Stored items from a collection
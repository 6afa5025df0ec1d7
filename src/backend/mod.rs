// Backend module - device seam between the frame core and the GPU
//
// Design: the core only ever talks to a `RenderDevice`. The Vulkan backend
// forwards each call to ash; the headless backend simulates the GPU timeline
// on the CPU so the synchronization contract can be checked without hardware.

pub mod background;
pub mod buffer;
pub mod device;
pub mod headless;
pub mod swapchain;

use ash::prelude::VkResult;
use ash::vk;

use crate::error::RenderResult;

pub use device::VulkanDevice;
pub use headless::HeadlessDevice;

/// One queue submission of a single primary command buffer.
#[derive(Debug, Clone, Copy, PartialEq, Eq)]
pub struct QueueSubmit {
    pub command_buffer: vk::CommandBuffer,
    /// Semaphore to wait on and the stage that waits for it
    pub wait: Option<(vk::Semaphore, vk::PipelineStageFlags)>,
    pub signal: Option<vk::Semaphore>,
    /// Signaled when the command buffer finishes executing
    pub fence: vk::Fence,
}

/// A freshly created swapchain and the presentable images it owns.
#[derive(Debug, Clone, PartialEq, Eq)]
pub struct SwapchainParts {
    pub swapchain: vk::SwapchainKHR,
    pub images: Vec<vk::Image>,
    pub format: vk::Format,
    pub extent: vk::Extent2D,
}

/// Description of an allocator-backed image whose size follows the surface.
#[derive(Debug, Clone, Copy, PartialEq, Eq)]
pub struct ImageDesc {
    pub name: &'static str,
    pub format: vk::Format,
    pub usage: vk::ImageUsageFlags,
    pub aspect: vk::ImageAspectFlags,
}

/// Image + default view created through the device's memory allocator.
#[derive(Debug, Clone, Copy, PartialEq, Eq)]
pub struct AllocatedImage {
    pub image: vk::Image,
    pub view: vk::ImageView,
    pub extent: vk::Extent3D,
    pub format: vk::Format,
}

/// Every native operation the frame core performs.
///
/// Handles are plain `ash::vk` handles; ownership of what they name is tracked
/// by the core (frame ring, swapchain manager, deletion stacks), never here.
pub trait RenderDevice {
    fn graphics_queue_family(&self) -> u32;
    fn wait_idle(&self) -> RenderResult<()>;

    // Synchronization
    fn create_fence(&self, signaled: bool) -> RenderResult<vk::Fence>;
    fn destroy_fence(&self, fence: vk::Fence);
    fn wait_for_fence(&self, fence: vk::Fence, timeout_ns: u64) -> RenderResult<()>;
    fn reset_fence(&self, fence: vk::Fence) -> RenderResult<()>;
    fn create_semaphore(&self) -> RenderResult<vk::Semaphore>;
    fn destroy_semaphore(&self, semaphore: vk::Semaphore);

    // Commands (pools are created on the graphics queue family)
    fn create_command_pool(&self) -> RenderResult<vk::CommandPool>;
    fn destroy_command_pool(&self, pool: vk::CommandPool);
    fn reset_command_pool(&self, pool: vk::CommandPool) -> RenderResult<()>;
    fn allocate_command_buffer(&self, pool: vk::CommandPool) -> RenderResult<vk::CommandBuffer>;
    fn begin_command_buffer(&self, command_buffer: vk::CommandBuffer) -> RenderResult<()>;
    fn end_command_buffer(&self, command_buffer: vk::CommandBuffer) -> RenderResult<()>;
    fn queue_submit(&self, submit: &QueueSubmit) -> RenderResult<()>;

    // Descriptors
    fn create_descriptor_pool(
        &self,
        max_sets: u32,
        sizes: &[vk::DescriptorPoolSize],
    ) -> RenderResult<vk::DescriptorPool>;
    fn reset_descriptor_pool(&self, pool: vk::DescriptorPool) -> RenderResult<()>;
    fn destroy_descriptor_pool(&self, pool: vk::DescriptorPool);
    /// Raw result so callers can tell pool exhaustion from real failures.
    fn allocate_descriptor_set(
        &self,
        pool: vk::DescriptorPool,
        layout: vk::DescriptorSetLayout,
    ) -> VkResult<vk::DescriptorSet>;
    fn update_descriptor_sets(&self, writes: &[vk::WriteDescriptorSet]);
    fn create_descriptor_set_layout(
        &self,
        bindings: &[vk::DescriptorSetLayoutBinding],
    ) -> RenderResult<vk::DescriptorSetLayout>;
    fn destroy_descriptor_set_layout(&self, layout: vk::DescriptorSetLayout);

    // Presentation
    fn create_swapchain(
        &self,
        extent: vk::Extent2D,
        old_swapchain: vk::SwapchainKHR,
    ) -> RenderResult<SwapchainParts>;
    fn destroy_swapchain(&self, swapchain: vk::SwapchainKHR);
    /// `Ok((index, suboptimal))`, or the raw error (e.g. `ERROR_OUT_OF_DATE_KHR`).
    fn acquire_next_image(
        &self,
        swapchain: vk::SwapchainKHR,
        signal: vk::Semaphore,
        timeout_ns: u64,
    ) -> VkResult<(u32, bool)>;
    /// `Ok(suboptimal)`, or the raw error.
    fn queue_present(
        &self,
        swapchain: vk::SwapchainKHR,
        image_index: u32,
        wait: vk::Semaphore,
    ) -> VkResult<bool>;
    fn create_image_view(
        &self,
        image: vk::Image,
        format: vk::Format,
        aspect: vk::ImageAspectFlags,
    ) -> RenderResult<vk::ImageView>;
    fn destroy_image_view(&self, view: vk::ImageView);

    // Allocator-backed images
    fn create_image(&self, desc: &ImageDesc, extent: vk::Extent3D) -> RenderResult<AllocatedImage>;
    fn destroy_image(&self, image: &AllocatedImage);
}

### EXERCISE
Produce only the lines from the line containing "stacks), never here." through the line containing "fn wait_for_fence(&self, fence: vk::Fence, timeout_ns: u64)", inclusive of both, exactly as they stand in the entries above.

### ANSWER TO THIS EXERCISE
/// by the core (frame ring, swapchain manager, deletion stacks), never here.
pub trait RenderDevice {
    fn graphics_queue_family(&self) -> u32;
    fn wait_idle(&self) -> RenderResult<()>;

    // Synchronization
    fn create_fence(&self, signaled: bool) -> RenderResult<vk::Fence>;
    fn destroy_fence(&self, fence: vk::Fence);
    fn wait_for_fence(&self, fence: vk::Fence, timeout_ns: u64) -> RenderResult<()>;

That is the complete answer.